▶ Assignment
Your answer must be a word-for-word copy of the data.

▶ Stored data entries
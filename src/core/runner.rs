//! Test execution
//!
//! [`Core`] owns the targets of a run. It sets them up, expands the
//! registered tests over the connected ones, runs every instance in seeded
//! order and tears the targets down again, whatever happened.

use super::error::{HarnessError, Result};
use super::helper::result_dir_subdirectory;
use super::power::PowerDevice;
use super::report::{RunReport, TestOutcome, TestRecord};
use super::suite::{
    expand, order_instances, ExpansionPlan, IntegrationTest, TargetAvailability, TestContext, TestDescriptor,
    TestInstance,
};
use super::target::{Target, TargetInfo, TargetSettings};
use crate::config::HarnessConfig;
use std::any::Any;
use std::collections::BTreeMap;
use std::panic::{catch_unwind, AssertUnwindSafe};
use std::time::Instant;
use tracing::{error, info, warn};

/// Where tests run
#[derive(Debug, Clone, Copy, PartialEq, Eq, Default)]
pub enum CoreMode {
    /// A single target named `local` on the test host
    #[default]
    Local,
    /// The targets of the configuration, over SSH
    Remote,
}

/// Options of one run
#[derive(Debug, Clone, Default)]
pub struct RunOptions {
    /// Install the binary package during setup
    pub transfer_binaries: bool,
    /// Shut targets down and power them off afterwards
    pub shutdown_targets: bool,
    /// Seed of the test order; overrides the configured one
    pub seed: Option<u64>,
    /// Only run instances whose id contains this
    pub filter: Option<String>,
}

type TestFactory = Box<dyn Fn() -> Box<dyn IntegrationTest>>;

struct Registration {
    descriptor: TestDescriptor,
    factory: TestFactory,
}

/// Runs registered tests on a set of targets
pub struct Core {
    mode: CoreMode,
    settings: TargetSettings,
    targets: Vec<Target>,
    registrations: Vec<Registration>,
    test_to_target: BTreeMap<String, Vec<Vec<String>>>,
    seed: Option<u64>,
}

▶ Expected output
filename src/core/runner.rs
//! Test execution
//!
//! [`Core`] owns the targets of a run. It sets them up, expands the
//! registered tests over the connected ones, runs every instance in seeded
//! order and tears the targets down again, whatever happened.

use super::error::{HarnessError, Result};
use super::helper::result_dir_subdirectory;
use super::power::PowerDevice;
use super::report::{RunReport, TestOutcome, TestRecord};
use super::suite::{
    expand, order_instances, ExpansionPlan, IntegrationTest, TargetAvailability, TestContext, TestDescriptor,
    TestInstance,
};
use super::target::{Target, TargetInfo, TargetSettings};
use crate::config::HarnessConfig;
use std::any::Any;
use std::collections::BTreeMap;
use std::panic::{catch_unwind, AssertUnwindSafe};
use std::time::Instant;
use tracing::{error, info, warn};

/// Where tests run
#[derive(Debug, Clone, Copy, PartialEq, Eq, Default)]
pub enum CoreMode {
    /// A single target named `local` on the test host
    #[default]
    Local,
    /// The targets of the configuration, over SSH
    Remote,
}

/// Options of one run
#[derive(Debug, Clone, Default)]
pub struct RunOptions {
    /// Install the binary package during setup
    pub transfer_binaries: bool,
    /// Shut targets down and power them off afterwards
    pub shutdown_targets: bool,
    /// Seed of the test order; overrides the configured one
    pub seed: Option<u64>,
    /// Only run instances whose id contains this
    pub filter: Option<String>,
}

type TestFactory = Box<dyn Fn() -> Box<dyn IntegrationTest>>;

struct Registration {
    descriptor: TestDescriptor,
    factory: TestFactory,
}

/// Runs registered tests on a set of targets
pub struct Core {
    mode: CoreMode,
    settings: TargetSettings,
    targets: Vec<Target>,
    registrations: Vec<Registration>,
    test_to_target: BTreeMap<String, Vec<Vec<String>>>,
    seed: Option<u64>,
}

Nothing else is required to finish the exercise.